Recent battery failure incidents of Boeing 787 Dreamliner, Tesla Model S and Samsung Galaxy Note 7 strongly emphasize the need for smarter battery safety solutions. This project aims to enhance battery safety by developing a novel real-time diagnostics framework. The proposed framework intends to provide battery safety solutions by designing real-time algorithms that diagnose and control various battery faults. Besides enhancing the safety of battery-powered systems such as electric aircrafts, medical equipment, and consumer electronics, safer batteries will accelerate penetration of electrified vehicles and renewable energy systems, leading to environmental benefits, energy security, and economic stability.
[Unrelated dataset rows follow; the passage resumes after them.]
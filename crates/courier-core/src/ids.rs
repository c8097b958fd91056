use serde::{Deserialize, Serialize};
use std::fmt;
use uuid::Uuid;

/// Prefixed UUID v7 string ids. Ids minted later compare greater.
macro_rules! prefixed_id {
    ($(#[$doc:meta])* $name:ident => $prefix:literal) => {
        $(#[$doc])*
        #[derive(Clone, Debug, Hash, Eq, PartialEq, Ord, PartialOrd, Serialize, Deserialize)]
        #[serde(transparent)]
        pub struct $name(String);

        impl $name {
            pub const PREFIX: &'static str = $prefix;

            pub fn new() -> Self {
                Self(format!("{}_{}", Self::PREFIX, Uuid::now_v7()))
            }

            /// Wrap an id taken off the wire as is.
            pub fn from_raw(raw: impl Into<String>) -> Self {
                Self(raw.into())
            }

            pub fn as_str(&self) -> &str {
                &self.0
            }
        }

        impl fmt::Display for $name {
            fn fmt(&self, f: &mut fmt::Formatter<'_>) -> fmt::Result {
                f.write_str(&self.0)
            }
        }
    };
}

prefixed_id! {
    /// One live socket. Doubles as the pub/sub address of the connection.
    ConnectionId => "conn"
}

prefixed_id! {
    /// One published envelope, shared by every member's routing pass.
    EventId => "evt"
}
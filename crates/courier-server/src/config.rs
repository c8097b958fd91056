//! Transport configuration.

use serde::{Deserialize, Serialize};

/// Configuration for the HTTP/WebSocket listener.
#[derive(Clone, Debug, PartialEq, Eq, Serialize, Deserialize)]
#[serde(default)]
pub struct ServerConfig {
    /// Host to bind (default `"127.0.0.1"`).
    pub host: String,
    /// Port to bind (default `8000`, `0` auto-assigns).
    pub port: u16,
    /// Outbound frames buffered per connection before new ones are dropped.
    pub send_queue: usize,
    /// Interval between server pings in seconds.
    pub heartbeat_interval_secs: u64,
    /// Close a connection that has not answered a ping for this long.
    pub pong_timeout_secs: u64,
    /// Max WebSocket message size in bytes.
    pub max_message_size: usize,
}

impl Default for ServerConfig {
    fn default() -> Self {
        Self {
            host: "127.0.0.1".into(),
            port: 8000,
            send_queue: 256,
            heartbeat_interval_secs: 30,
            pong_timeout_secs: 60,
            max_message_size: 1024 * 1024, // 1 MB
        }
    }
}
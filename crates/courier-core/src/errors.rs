use serde_json::{json, Map, Value};

use crate::envelope::Envelope;
use crate::ports::{CacheError, DirectoryError, PublishError};

pub const CHANNEL_LAYER_DISABLED_MESSAGE: &str =
    "Channel layer disabled, a pub/sub layer is required for broadcast";

/// Recoverable per-frame faults. Each one is reported to the originating
/// connection as an error envelope with a fixed wire name; none of them
/// closes the connection.
#[derive(Clone, Debug, PartialEq, Eq, thiserror::Error)]
pub enum ProtocolError {
    #[error("Action not exist")]
    ActionNotExist,

    #[error("Payload signature wrong: missing `{required}`")]
    PayloadSignatureWrong { required: String },

    #[error("Action signature wrong: unexpected `{unexpected}`")]
    ActionSignatureWrong { unexpected: String },

    #[error("Recipient not exist")]
    RecipientNotExist,

    #[error("You cannot be the recipient")]
    RecipientIsMe,

    #[error("{CHANNEL_LAYER_DISABLED_MESSAGE}")]
    ChannelLayerDisabled,

    #[error("{message}")]
    Custom { message: String },
}

impl ProtocolError {
    pub fn custom(message: impl Into<String>) -> Self {
        Self::Custom {
            message: message.into(),
        }
    }

    /// Event name the error envelope is sent under.
    pub fn wire_name(&self) -> &'static str {
        match self {
            Self::ActionNotExist => "error.action_not_exist",
            Self::PayloadSignatureWrong { .. } => "error.payload_signature_wrong",
            Self::ActionSignatureWrong { .. } => "error.action_signature_wrong",
            Self::RecipientNotExist => "error.recipient_not_exist",
            Self::RecipientIsMe => "error.recipient_is_me",
            Self::ChannelLayerDisabled => "error.channel_layer_disabled",
            Self::Custom { .. } => "error",
        }
    }

    /// Short classification string for logging/metrics.
    pub fn kind(&self) -> &'static str {
        match self {
            Self::ActionNotExist => "action_not_exist",
            Self::PayloadSignatureWrong { .. } => "payload_signature_wrong",
            Self::ActionSignatureWrong { .. } => "action_signature_wrong",
            Self::RecipientNotExist => "recipient_not_exist",
            Self::RecipientIsMe => "recipient_is_me",
            Self::ChannelLayerDisabled => "channel_layer_disabled",
            Self::Custom { .. } => "custom",
        }
    }

    fn message(&self) -> String {
        match self {
            Self::PayloadSignatureWrong { .. } => "Payload signature wrong".into(),
            Self::ActionSignatureWrong { .. } => "Action signature wrong".into(),
            other => other.to_string(),
        }
    }

    pub fn payload(&self) -> Map<String, Value> {
        let mut payload = Map::new();
        payload.insert("message".into(), json!(self.message()));
        match self {
            Self::PayloadSignatureWrong { required } => {
                payload.insert("required".into(), json!(required));
            }
            Self::ActionSignatureWrong { unexpected } => {
                payload.insert("unexpected".into(), json!(unexpected));
            }
            _ => {}
        }
        payload
    }

    pub fn to_envelope(&self) -> Envelope {
        Envelope::new(self.wire_name(), self.payload())
    }
}

/// Unclassified faults. They are not turned into error envelopes; the
/// surrounding transport logs them and decides what to do with the
/// connection.
#[derive(Debug, thiserror::Error)]
pub enum ProcessingError {
    #[error("payload decode failed for {event}: {source}")]
    Decode {
        event: String,
        #[source]
        source: serde_json::Error,
    },

    #[error("directory error: {0}")]
    Directory(#[from] DirectoryError),

    #[error("cache error: {0}")]
    Cache(#[from] CacheError),

    #[error("publish error: {0}")]
    Publish(#[from] PublishError),

    #[error("hook fault in {event}: {message}")]
    Hook { event: String, message: String },

    /// A server-initiated broadcast failed its own signature check.
    #[error("broadcast of {event} refused: {source}")]
    Broadcast {
        event: String,
        #[source]
        source: ProtocolError,
    },

    #[error("serialization error: {0}")]
    Serialization(#[from] serde_json::Error),
}
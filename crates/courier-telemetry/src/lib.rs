pub mod metrics;

use metrics_exporter_prometheus::PrometheusHandle;
use tracing::Level;
use tracing_subscriber::layer::SubscriberExt;
use tracing_subscriber::util::SubscriberInitExt;
use tracing_subscriber::EnvFilter;

/// Configuration for the telemetry subsystem.
#[derive(Clone, Debug)]
pub struct TelemetryConfig {
    /// Default log level. Overridden by RUST_LOG env var.
    pub log_level: Level,
    /// Per-module level overrides (e.g. "courier_routing" => DEBUG).
    pub module_levels: Vec<(String, Level)>,
    /// JSON lines when true, human-readable output otherwise.
    pub json: bool,
    /// Install the Prometheus recorder.
    pub metrics_enabled: bool,
}

impl Default for TelemetryConfig {
    fn default() -> Self {
        Self {
            log_level: Level::INFO,
            module_levels: Vec::new(),
            json: true,
            metrics_enabled: true,
        }
    }
}

impl TelemetryConfig {
    /// `EnvFilter` directive string built from the configured levels.
    pub fn filter_directives(&self) -> String {
        let mut filter = self.log_level.to_string().to_lowercase();
        for (module, level) in &self.module_levels {
            filter.push_str(&format!(",{}={}", module, level.to_string().to_lowercase()));
        }
        filter
    }
}

#[derive(Debug, thiserror::Error)]
pub enum TelemetryError {
    #[error("tracing subscriber already installed: {0}")]
    Subscriber(String),
    #[error("metrics recorder: {0}")]
    Recorder(#[from] metrics_exporter_prometheus::BuildError),
}

/// Keeps the installed telemetry reachable for the lifetime of the process.
pub struct TelemetryGuard {
    prometheus: Option<PrometheusHandle>,
}

impl TelemetryGuard {
    /// Handle rendering the `/metrics` endpoint, if metrics are enabled.
    pub fn prometheus(&self) -> Option<PrometheusHandle> {
        self.prometheus.clone()
    }
}

/// Initialize logging and metrics. Call once at startup.
pub fn init_telemetry(config: TelemetryConfig) -> Result<TelemetryGuard, TelemetryError> {
    let env_filter = EnvFilter::try_from_default_env()
        .unwrap_or_else(|_| EnvFilter::new(config.filter_directives()));

    let json_layer = config.json.then(|| {
        tracing_subscriber::fmt::layer()
            .json()
            .with_target(true)
            .with_span_list(true)
    });
    let pretty_layer = (!config.json).then(|| tracing_subscriber::fmt::layer().with_target(true));

    tracing_subscriber::registry()
        .with(env_filter)
        .with(json_layer)
        .with(pretty_layer)
        .try_init()
        .map_err(|e| TelemetryError::Subscriber(e.to_string()))?;

    let prometheus = if config.metrics_enabled {
        Some(metrics::install_recorder()?)
    } else {
        None
    };

    Ok(TelemetryGuard { prometheus })
}
use async_trait::async_trait;
use courier_core::{Envelope, EventName, Payload, TargetClass};

use crate::engine::{HookError, Outbox, RoutingMessage};

/// What a role hook sends back to its own connection.
#[derive(Debug)]
pub enum Reply<P> {
    /// A payload sent under the handler's own event name.
    Echo(P),
    /// Any envelope, sent as-is.
    Event(Envelope),
}

impl<P: Payload> Reply<P> {
    pub fn into_envelope(self, name: &EventName) -> Result<Envelope, serde_json::Error> {
        match self {
            Self::Echo(payload) => Envelope::from_payload(name.clone(), &payload),
            Self::Event(envelope) => Ok(envelope),
        }
    }
}

pub type HookResult<P> = Result<Option<Reply<P>>, HookError>;

/// One event kind of a connection type.
///
/// `NAME` is the CamelCase declared name; the wire name is derived from it
/// (`ChatSend` is sent as `chat.send`). Every hook has a no-op default, so a
/// handler only overrides the roles it cares about.
///
/// Hook order within one routing pass:
///
/// 1. `before_catch`, at most once, before the first role that applies
/// 2. `initiator_catch`, if this connection sent the event
/// 3. `target_catch`, if this connection is a target
/// 4. `after_catch`, only when the connection type opts in
#[async_trait]
pub trait EventHandler: Send + Sync + 'static {
    const NAME: &'static str;
    const TARGET: TargetClass = TargetClass::ForAll;
    /// Hidden events cannot be sent by clients; only the server broadcasts them.
    const HIDDEN: bool = false;

    type Request: Payload;
    type InitiatorReply: Payload;
    type TargetReply: Payload;

    async fn before_catch(
        &self,
        _msg: &RoutingMessage<Self::Request>,
        _out: &dyn Outbox,
    ) -> Result<(), HookError> {
        Ok(())
    }

    async fn initiator_catch(
        &self,
        _msg: &RoutingMessage<Self::Request>,
        _out: &dyn Outbox,
    ) -> HookResult<Self::InitiatorReply> {
        Ok(None)
    }

    async fn target_catch(
        &self,
        _msg: &RoutingMessage<Self::Request>,
        _out: &dyn Outbox,
    ) -> HookResult<Self::TargetReply> {
        Ok(None)
    }

    async fn after_catch(
        &self,
        _msg: &RoutingMessage<Self::Request>,
        _out: &dyn Outbox,
    ) -> Result<(), HookError> {
        Ok(())
    }
}
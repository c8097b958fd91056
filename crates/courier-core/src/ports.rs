//! Collaborator ports.
//!
//! The routing core talks to the outside world only through these traits:
//! who may connect, who the users are, where session snapshots go, and how
//! envelopes fan out to a group. Reference in-memory implementations live in
//! `courier-server::memory`.

use std::collections::HashMap;
use std::time::Duration;

use async_trait::async_trait;
use chrono::{DateTime, Utc};
use serde_json::Value;
use tokio::sync::mpsc;

use crate::envelope::Envelope;
use crate::ids::ConnectionId;
use crate::user::{Principal, User, UserId};

/// What the transport knows about a connection at handshake time.
#[derive(Clone, Debug)]
pub struct ConnectionInfo {
    pub connection_id: ConnectionId,
    /// User id taken from the request path (`/ws/{user_id}`).
    pub path_user_id: Option<UserId>,
    pub query: HashMap<String, String>,
    pub connected_at: DateTime<Utc>,
}

impl ConnectionInfo {
    pub fn new(connection_id: ConnectionId) -> Self {
        Self {
            connection_id,
            path_user_id: None,
            query: HashMap::new(),
            connected_at: Utc::now(),
        }
    }

    #[must_use]
    pub fn with_path_user(mut self, user_id: UserId) -> Self {
        self.path_user_id = Some(user_id);
        self
    }

    #[must_use]
    pub fn with_query(mut self, query: HashMap<String, String>) -> Self {
        self.query = query;
        self
    }

    pub fn token(&self) -> Option<&str> {
        self.query.get("token").map(String::as_str)
    }
}

#[derive(Debug, thiserror::Error)]
pub enum DirectoryError {
    #[error("directory unavailable: {0}")]
    Unavailable(String),
    #[error("invalid lookup value for {field}: {value}")]
    InvalidValue { field: String, value: Value },
}

#[derive(Debug, thiserror::Error)]
pub enum CacheError {
    #[error("cache unavailable: {0}")]
    Unavailable(String),
}

#[derive(Debug, thiserror::Error)]
pub enum PublishError {
    #[error("channel layer unavailable: {0}")]
    Unavailable(String),
    #[error("encode failed: {0}")]
    Encode(#[from] serde_json::Error),
}

/// Decides whether a connection may be accepted at all.
#[async_trait]
pub trait AuthGate: Send + Sync {
    async fn authorize(&self, info: &ConnectionInfo) -> bool;
}

/// Read-only user directory.
#[async_trait]
pub trait Directory: Send + Sync {
    async fn lookup_user(&self, id: &UserId) -> Result<Option<User>, DirectoryError>;

    async fn lookup_username(&self, username: &str) -> Result<Option<User>, DirectoryError>;

    /// Principal bound to a connection at handshake time.
    async fn current_user(&self, info: &ConnectionInfo) -> Result<Principal, DirectoryError>;
}

/// Key/value store with expiry, used only for session snapshots.
#[async_trait]
pub trait SessionCache: Send + Sync {
    async fn set(&self, key: &str, value: Value, ttl: Duration) -> Result<(), CacheError>;
}

/// Group fan-out. Every member of a group, the publisher included, receives
/// each published envelope on its inbox.
#[async_trait]
pub trait ChannelLayer: Send + Sync {
    async fn join(
        &self,
        group: &str,
        connection: &ConnectionId,
        inbox: mpsc::UnboundedSender<Envelope>,
    ) -> Result<(), PublishError>;

    async fn leave(&self, group: &str, connection: &ConnectionId) -> Result<(), PublishError>;

    /// Returns the number of members the envelope was handed to.
    async fn publish(&self, group: &str, envelope: Envelope) -> Result<usize, PublishError>;
}
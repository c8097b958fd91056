//! Payload shapes.
//!
//! Every event kind declares the shape of the mapping it accepts and of the
//! mappings it sends back. A [`Shape`] is the schema the signature validator
//! checks against before serde ever sees the data, so missing and unexpected
//! fields are reported by name instead of being fished out of error text.

use serde::de::DeserializeOwned;
use serde::Serialize;
use serde_json::{Map, Value};

/// One declared payload field.
#[derive(Clone, Copy, Debug, PartialEq, Eq)]
pub struct Field {
    pub name: &'static str,
    pub required: bool,
}

impl Field {
    pub const fn required(name: &'static str) -> Self {
        Self {
            name,
            required: true,
        }
    }

    /// Optional fields must carry `#[serde(default)]` on the payload struct.
    pub const fn optional(name: &'static str) -> Self {
        Self {
            name,
            required: false,
        }
    }
}

/// Ordered field list of a payload type.
#[derive(Clone, Copy, Debug, PartialEq, Eq)]
pub struct Shape {
    pub name: &'static str,
    fields: &'static [Field],
    open: bool,
}

impl Shape {
    /// A shape that accepts exactly the listed fields.
    pub const fn closed(name: &'static str, fields: &'static [Field]) -> Self {
        Self {
            name,
            fields,
            open: false,
        }
    }

    /// A shape that accepts any mapping.
    pub const fn open(name: &'static str) -> Self {
        Self {
            name,
            fields: &[],
            open: true,
        }
    }

    pub fn fields(&self) -> &'static [Field] {
        self.fields
    }

    pub fn is_open(&self) -> bool {
        self.open
    }

    pub fn field(&self, name: &str) -> Option<&'static Field> {
        self.fields.iter().find(|f| f.name == name)
    }

    pub fn accepts(&self, name: &str) -> bool {
        self.open || self.field(name).is_some()
    }

    /// Client-facing description, used by the registry listing.
    pub fn describe(&self) -> Value {
        let fields: Vec<Value> = self
            .fields
            .iter()
            .map(|f| serde_json::json!({ "name": f.name, "required": f.required }))
            .collect();
        serde_json::json!({
            "name": self.name,
            "open": self.open,
            "fields": fields,
        })
    }
}

/// A typed payload with a declared shape.
pub trait Payload: Serialize + DeserializeOwned + Send + Sync + 'static {
    const SHAPE: Shape;

    /// Serialize into the plain mapping carried by an envelope.
    fn to_map(&self) -> Result<Map<String, Value>, serde_json::Error> {
        match serde_json::to_value(self)? {
            Value::Object(map) => Ok(map),
            other => Err(<serde_json::Error as serde::ser::Error>::custom(format!(
                "payload {} serialized to a non-object: {other}",
                Self::SHAPE.name
            ))),
        }
    }
}

/// Untyped payload for events that accept any mapping.
#[derive(Clone, Debug, Default, PartialEq, Serialize, serde::Deserialize)]
#[serde(transparent)]
pub struct RawPayload(pub Map<String, Value>);

impl RawPayload {
    pub fn get(&self, key: &str) -> Option<&Value> {
        self.0.get(key)
    }
}

impl From<Map<String, Value>> for RawPayload {
    fn from(map: Map<String, Value>) -> Self {
        Self(map)
    }
}

impl Payload for RawPayload {
    const SHAPE: Shape = Shape::open("RawPayload");
}
//! # courier-server
//!
//! Axum HTTP + `WebSocket` front end for courier connection types.
//!
//! - `WebSocket` gateway at `/ws` and `/ws/{user_id}` with heartbeat
//! - Connection coordinator: admission, session cache, group membership,
//!   inbound validation and per-delivery routing passes
//! - In-memory channel layer, session cache and user directory
//! - Layered JSON settings with `COURIER_*` env overrides
//! - Graceful shutdown via `CancellationToken`

#![deny(unsafe_code)]

pub mod client;
pub mod config;
pub mod connection;
pub mod consumer;
pub mod health;
pub mod memory;
pub mod server;
pub mod settings;
pub mod shutdown;

pub use connection::{admit, Admission, Connection, Services};
pub use consumer::{Consumer, ConsumerBuilder, Lifecycle, LifecycleContext};
pub use server::{CourierServer, ServerError};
The results of this project will also advance the understanding of real-time battery failures, providing insights to the battery scientists/designers to create better batteries. The theoretical control/diagnostics tools developed for the project can be readily extended to other multi-physics systems such as fuel cells, buildings, and micro electro-mechanical systems. The results will be disseminated through principal investigator's course and publications, enhancing the knowledge of next generation technological workforce in automotive/energy sectors. Finally, this project will create collaborative/mentoring opportunities with the National Renewable Energy Laboratory, non-PhD granting institutions such as the Community College of Denver, and underrepresented student
The goal of this project is to develop battery safety solutions by designing multi-physics model-based real-time algorithms that (i) diagnose electrochemical, mechanical, electrical and thermal faults at early stages, and (ii) take corrective control action to minimize the fault effect/propagation. These algorithms will add fault-tolerance to battery management systems, besides maximizing energy utilization, cycle life and reliability. From real-time diagnosis and control viewpoint, this project will address two key issues in batteries: lack of measurements (weak observability) and limited actuation. The following research tasks will be performed: (i) multi-physics-based battery fault modeling, (ii) analysis to determine ability to diagnose faults, (iii) distinguishing faults from modeling and measurement uncertainties, (iv) real-time detection, isolation and estimation of faults, and (v) real-time control of fault propagation. These research tasks will produce the following tools: (i) offline tools for analysis to determine ability to diagnose faults, and (ii) online algorithms for fault diagnostics and fault-tolerant control. Such tools/algorithms will be developed utilizing a combination of decentralized and interconnected systems theory, multi-objective optimal control theory, and data-driven uncertainty modeling techniques. The performance of the algorithms will be validated and quantified on real-world battery failure data.
This award reflects NSF's statutory mission and has been deemed worthy of support through evaluation using the Foundation's intellectual merit and broader impacts review criteria.